The proposed transient stability prediction strategy consists of online and offline parts. During the offline procedure, the database is collected by time-domain simulation, which contains all possible operation conditions. The rotor angle and voltage magnitude are used as the input attributes, and the trajectory cluster features are calculated. The RELIEF algorithm is then used to sort a candidate set of features that are closely related to the transient stability status. SVM is utilized to establish the transient stability predict model. Then, AUC is used to evaluate the performance of the models constructed on different candidate features. An optimal feature set GTCFS can then be filtered out. Finally, the SVM predictor is established based on this GTCFS. In online application, the input data are generated similarly to the offline process, and the input data are put into the classifier trained by the offline process only if the GTCFS does not change. Otherwise, the GTCFS is recalculated using the the mixed information extracted from the real-time responses and the simulation database. Therefore, there is a feedback loop to update the GTCFS during the online procedure.
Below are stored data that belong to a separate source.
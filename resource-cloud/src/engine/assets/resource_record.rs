use constants::card::LINK_PLACEHOLDER;
use constants::category::get_category_colour;
use constants::relevance::relevance_score;
use serde::{Deserialize, Serialize};

/// One resource row. Field names mirror the CSV header and the host's JSON shape.
/// Optional columns default to empty strings when absent.
#[derive(Debug, Clone, Default, PartialEq, Eq, Serialize, Deserialize)]
pub struct ResourceRecord {
    #[serde(rename = "Resource_Name", default)]
    pub name: String,
    #[serde(rename = "Category", default)]
    pub category: String,
    #[serde(rename = "Sub_Category", default)]
    pub sub_category: String,
    #[serde(rename = "Location_Scope", default)]
    pub location_scope: String,
    #[serde(rename = "Description", default)]
    pub description: String,
    #[serde(rename = "Relevance", default)]
    pub relevance: String,
    #[serde(rename = "Link", default)]
    pub link: String,
    #[serde(rename = "Access type", default)]
    pub access_type: String,
}

impl ResourceRecord {
    pub fn new(name: &str, category: &str, description: &str, relevance: &str, link: &str) -> Self {
        Self {
            name: name.to_string(),
            category: category.to_string(),
            description: description.to_string(),
            relevance: relevance.to_string(),
            link: link.to_string(),
            ..Default::default()
        }
    }

    /// Whether the required name, category and description are all present.
    pub fn is_complete(&self) -> bool {
        !self.name.trim().is_empty()
            && !self.category.trim().is_empty()
            && !self.description.trim().is_empty()
    }

    pub fn relevance_score(&self) -> u8 {
        relevance_score(&self.relevance)
    }

    pub fn category_colour(&self) -> [u8; 3] {
        get_category_colour(&self.category)
    }

    /// The link, if it is a real URL rather than empty or the placeholder.
    pub fn navigable_link(&self) -> Option<&str> {
        is_real_link(&self.link).then_some(self.link.trim())
    }
}

pub fn is_real_link(link: &str) -> bool {
    let link = link.trim();
    !link.is_empty() && link != LINK_PLACEHOLDER
}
The overall process of the proposed algorithm is shown in Figure 3.

3. Results and Discussion

The experimentation performed in this work can be divided into two parts. First, the proposed filter–wrapper selection approach is applied to obtain an optimized SVM-based classifier with the minimum number of input features. The model is trained with only the selected features. Second, the validity of the proposed approach is tested against a set of simulation datasets to evaluate the performance and generalization of the proposed transient stability prediction strategy.

3.1. Database Generation

To evaluate the performance of the proposed transient stability prediction method, a New England 39-bus system is used. The diagram of the system is shown in Figure 4.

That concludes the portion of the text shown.